Güncelleme Tarihi:
Ben Diyarbakır’ı önce kitaplardan tanıdım. Öykülerden, romanlardan... Sonra gittim ve kitaplarda anlatılanların Diyarbakır’a ne kadar yakıştığını gördüm. Acısıyla ve acısıyla...
Murat Özyaşar bir Diyarbakır öykücüsüdür. Onun öykülerinde ne çok adımlamışımdır Diyarbakır’ı. Çünkü kahramanları yürümeyi sever. Şehri gidilmedik hiçbir yeri kalmamacasına dolaşırlar. Öyküler de o adımlamalarda kurulur. Kuşkusuz gerçekle çok sıkı bağları olan ama edebi anlamda tanıma uygun öykülerdir bunlar.
‘Aslı Gibidir’de bu kez de Diyarbakır’ı anlatıyor Murat Özyaşar ama öyküleştirmeden hikâye ediyor. Kitabın adına ve altbaşlığına uygun olarak. Aslı Gibidir’in altbaşlığı ‘Diyarbakır Hikâyeleri’. Murat Özyaşar öykülerinde kenti adımlamayı seven kahramanlarını ve tabii biz okurlarını bir an durdurup şehre, yakın geçmişine bakmaya davet ediyor. “Yani demem o ki anlamak için, birçok anlamda durmak farz!” cümlesi sanki bu yazıların anahtar cümlesi. Çünkü tüm şehirce yaşananlardan “beden hasta, ruh seferde”.
Şehir yakın geçmişte o kadar çok şeyi üst üste yaşamış ki o yaşananları bir şekilde kaydetmek gerekiyor. Belki de Murat Özyaşar’ın bu hikâyeleri öyküleştirmeden doğruca yazmasının nedeni de bu, bellekte tazeyken, tüm sıcaklığıyla anlatmak, paylaşmak istemiş. Çünkü tüm şehri sarıp sarsan acıları bizzat yaşamış ya da tanık olmuş. Her Diyarbakırlı gibi o da “Sana bi’ kelime edecağım” deyip en az iki paragraf konuşmak istiyor. İçi o kadar dolu.
BİRBİRİNE BULAŞAN İKİ DİL
‘Aslı Gibidir’de Diyarbakır hikâyelerinden oluşan dokuz deneme yer alıyor. Deneme diyorum, çünkü bunları bir türün içine yerleştirmek mümkün görünmüyor. Sanırım o nedenle ‘deneme’ türünü icat etmişler. Denemeye her şeyi koymak mümkün. Murat Özyaşar da bu yazılarına şehriyle, Diyarbakır’la ilgili anlatmak istediği her şeyi koymuş gibi. Hikâyeler ağır basıyor, daha doğrusu yol gösteriyor ama yazarın muradı farklı. Diyarbakır’ın son yıllarını hikâyelerle kayda geçirmekle kalmak istememiş, onlara kendi gözlemlerini, daha da çok yorumlarını da eklemek istemiş. Yazarın görüşlerine eklemleniyor hikâyeler.

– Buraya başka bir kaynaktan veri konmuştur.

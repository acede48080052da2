//! Control map rasters: decoding, path resolution and the per-session image cache.
//!
//! A [`Raster`] is an immutable grid of packed `0xRRGGBB` pixels. Rasters are
//! decoded once per map name and shared through [`RasterCache`]; every sampler
//! built from the same map holds the same `Arc<Raster>`.

use std::fmt;
use std::path::{Path, PathBuf};
use std::sync::{Arc, Mutex, MutexGuard, PoisonError};

use hashbrown::HashMap;

use crate::error::MapError;

// ---------------------------------------------------------------------------
// Map names and path resolution
// ---------------------------------------------------------------------------

/// The four control maps, by logical name.
#[derive(Clone, Copy, Debug, PartialEq, Eq, Hash)]
pub enum MapName {
    /// Land/ocean outline.
    Continent,
    /// Land height and ocean depth.
    Altitude,
    /// Volcanic hotspot age.
    Hotspots,
    /// Köppen climate classes painted with a fixed palette.
    Koppen,
}

impl MapName {
    /// All maps in load order.
    pub const ALL: [MapName; 4] = [
        MapName::Continent,
        MapName::Altitude,
        MapName::Hotspots,
        MapName::Koppen,
    ];

    /// Logical name, also the file stem of the map image.
    pub fn as_str(self) -> &'static str {
        match self {
            MapName::Continent => "continent",
            MapName::Altitude => "altitude",
            MapName::Hotspots => "hotspots",
            MapName::Koppen => "koppen",
        }
    }
}

impl fmt::Display for MapName {
    fn fmt(&self, f: &mut fmt::Formatter<'_>) -> fmt::Result {
        f.write_str(self.as_str())
    }
}

/// Resolves a logical map name to a file path.
pub trait MapLocator: Send + Sync {
    /// Path of the image backing `name`. The file need not exist.
    fn locate(&self, name: &str) -> PathBuf;
}

/// Resolves maps as `<directory>/<name>.png`.
#[derive(Clone, Debug, PartialEq, Eq)]
pub struct MapDirectory {
    directory: PathBuf,
}

impl MapDirectory {
    pub fn new(directory: impl Into<PathBuf>) -> Self {
        Self {
            directory: directory.into(),
        }
    }

    pub fn directory(&self) -> &Path {
        &self.directory
    }
}

impl MapLocator for MapDirectory {
    fn locate(&self, name: &str) -> PathBuf {
        self.directory.join(format!("{name}.png"))
    }
}

impl From<&atlas_config::MapsConfig> for MapDirectory {
    fn from(config: &atlas_config::MapsConfig) -> Self {
        Self::new(config.directory.clone())
    }
}

// ---------------------------------------------------------------------------
// Raster
// ---------------------------------------------------------------------------

/// Pack 8-bit channels into `0xRRGGBB`.
#[inline]
pub fn pack_rgb(r: u8, g: u8, b: u8) -> u32 {
    ((r as u32) << 16) | ((g as u32) << 8) | b as u32
}

/// Split `0xRRGGBB` into channels.
#[inline]
pub fn unpack_rgb(rgb: u32) -> [u8; 3] {
    [(rgb >> 16) as u8, (rgb >> 8) as u8, rgb as u8]
}

/// Perceptual brightness of a packed pixel, in `[0, 255]`.
///
/// `0.299 R + 0.587 G + 0.114 B`, summed in integers so gray pixels map to
/// their exact channel value.
#[inline]
pub fn luma(rgb: u32) -> f64 {
    let [r, g, b] = unpack_rgb(rgb);
    (299 * r as u32 + 587 * g as u32 + 114 * b as u32) as f64 / 1000.0
}

/// An immutable, non-empty RGB raster.
#[derive(Clone, PartialEq, Eq)]
pub struct Raster {
    width: u32,
    height: u32,
    pixels: Vec<u32>,
}

impl fmt::Debug for Raster {
    fn fmt(&self, f: &mut fmt::Formatter<'_>) -> fmt::Result {
        f.debug_struct("Raster")
            .field("width", &self.width)
            .field("height", &self.height)
            .finish_non_exhaustive()
    }
}

impl Raster {
    /// Decode the image at `path`. `name` is only used in errors.
    pub fn open(name: &str, path: &Path) -> Result<Self, MapError> {
        if !path.exists() {
            return Err(MapError::NotFound {
                name: name.to_string(),
                path: path.to_path_buf(),
            });
        }
        let image = image::open(path).map_err(|source| MapError::Decode {
            name: name.to_string(),
            source,
        })?;
        Self::from_image(name, &image)
    }

    /// Convert an already decoded image. Alpha is discarded.
    pub fn from_image(name: &str, image: &image::DynamicImage) -> Result<Self, MapError> {
        let rgb = image.to_rgb8();
        let (width, height) = rgb.dimensions();
        if width == 0 || height == 0 {
            return Err(MapError::Empty {
                name: name.to_string(),
            });
        }
        let pixels = rgb
            .pixels()
            .map(|p| pack_rgb(p.0[0], p.0[1], p.0[2]))
            .collect();
        Ok(Self {
            width,
            height,
            pixels,
        })
    }

    /// Build a raster from a per-pixel color function.
    ///
    /// Dimensions below one are raised to one.
    pub fn from_rgb_fn(width: u32, height: u32, mut f: impl FnMut(u32, u32) -> [u8; 3]) -> Self {
        let width = width.max(1);
        let height = height.max(1);
        let mut pixels = Vec::with_capacity(width as usize * height as usize);
        for z in 0..height {
            for x in 0..width {
                let [r, g, b] = f(x, z);
                pixels.push(pack_rgb(r, g, b));
            }
        }
        Self {
            width,
            height,
            pixels,
        }
    }

    /// Build a grayscale raster from a per-pixel value function.
    pub fn from_gray_fn(width: u32, height: u32, mut f: impl FnMut(u32, u32) -> u8) -> Self {
        Self::from_rgb_fn(width, height, |x, z| {
            let v = f(x, z);
            [v, v, v]
        })
    }

    pub fn width(&self) -> u32 {
        self.width
    }

    pub fn height(&self) -> u32 {
        self.height
    }

    /// Packed pixel at `(x, z)`. Caller guarantees the coordinates are in bounds.
    #[inline]
    pub fn pixel(&self, x: u32, z: u32) -> u32 {
        self.pixels[z as usize * self.width as usize + x as usize]
    }

    /// Brightness at `(x, z)`, or `0.0` outside the raster.
    #[inline]
    pub fn brightness_at(&self, x: i64, z: i64) -> f64 {
        if x < 0 || z < 0 || x >= self.width as i64 || z >= self.height as i64 {
            return 0.0;
        }
        luma(self.pixel(x as u32, z as u32))
    }

    /// Row-major packed pixels.
    pub fn pixels(&self) -> &[u32] {
        &self.pixels
    }
}

// ---------------------------------------------------------------------------
// RasterCache
// ---------------------------------------------------------------------------

/// Decoded rasters keyed by map name.
///
/// Loading holds the lock across check and populate so a map is decoded at
/// most once until [`clear`](Self::clear).
#[derive(Default)]
pub struct RasterCache {
    entries: Mutex<HashMap<String, Arc<Raster>>>,
}

impl RasterCache {
    pub fn new() -> Self {
        Self::default()
    }

    fn entries(&self) -> MutexGuard<'_, HashMap<String, Arc<Raster>>> {
        self.entries.lock().unwrap_or_else(PoisonError::into_inner)
    }

    /// Return the cached raster for `name`, decoding it through `locator` on first use.
    pub fn load(&self, name: &str, locator: &dyn MapLocator) -> Result<Arc<Raster>, MapError> {
        let mut entries = self.entries();
        if let Some(raster) = entries.get(name) {
            tracing::debug!(map = name, "Using cached map");
            return Ok(Arc::clone(raster));
        }

        let path = locator.locate(name);
        let raster = match Raster::open(name, &path) {
            Ok(raster) => Arc::new(raster),
            Err(err) => {
                tracing::warn!(map = name, path = %path.display(), "Failed to load map: {err}");
                return Err(err);
            }
        };
        tracing::info!(
            map = name,
            width = raster.width(),
            height = raster.height(),
            "Decoded map from {}",
            path.display()
        );
        entries.insert(name.to_string(), Arc::clone(&raster));
        Ok(raster)
    }

    /// Install a raster directly, replacing any cached entry.
    pub fn insert(&self, name: &str, raster: Raster) -> Arc<Raster> {
        let raster = Arc::new(raster);
        self.entries().insert(name.to_string(), Arc::clone(&raster));
        raster
    }

    /// Cached raster for `name`, without loading.
    pub fn get(&self, name: &str) -> Option<Arc<Raster>> {
        self.entries().get(name).cloned()
    }

    pub fn len(&self) -> usize {
        self.entries().len()
    }

    pub fn is_empty(&self) -> bool {
        self.entries().is_empty()
    }

    /// Drop every cached raster. Samplers already built keep their own `Arc`.
    pub fn clear(&self) {
        let mut entries = self.entries();
        let count = entries.len();
        entries.clear();
        tracing::info!(count, "Cleared map image cache");
    }
}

‘Aslı Gibidir’ Murat Özyaşar’ın kendi olarak, bizzat yer aldığı belki tek kitabı, ilk kitabı. Çünkü bazı gerçekleri edebiyat olarak öyküleştirerek anlatmak mümkün değil, gerçekliğini tam olarak yansıtamıyorsunuz. “Aslında sadece bunu demeliydim galiba: İçinde devletin ve isyanın geçtiği uzun bir cümledir Diyarbakır” kitabın anafikri olarak kabul edilebilir. Çocukların, gençlerin, avarelerin, annelerin ve tabii yazarın devletle çeşitli şart ve koşullarda karşılaşmaları var kitapta. Okudukça belleğimizin bir yerlerine kaydettiğimiz olaylar gözümüzde tekrar canlanıyor, o olaylara yazarın kılavuzluğunda farklı bir açıdan, haberden değil de insandan bakıyoruz.
Metinlere desenler eşlik ediyor. Büyük usta Selçuk Demirel’in desenleri metinlerle ilginç bir bağ kurmuş. Hem onları daha iyi anlamamıza yardımcı oluyorlar hem de yepyeni boyutlar katıyorlar. Tabii kitabın eksenini oluşturan önemli bir meseleye de değinmek gerek. Murat Özyaşar, anlatmak ama hangi dilde anlatmak diye soruyor. Diyarbakır’da yaşamak “Türkçeyle Kürtçenin birbirine fena halde bulaştığı, bulaşmakla kalmayıp birbirini feci kırdığı bir dilin içine doğmak ve oradan konuşmaktır.” Diyarbakır’ın karmaşık dili onun aynası bir anlamda. Murat Özyaşar da bu aynayı tutarak şehrini yazmış. İyi de etmiş.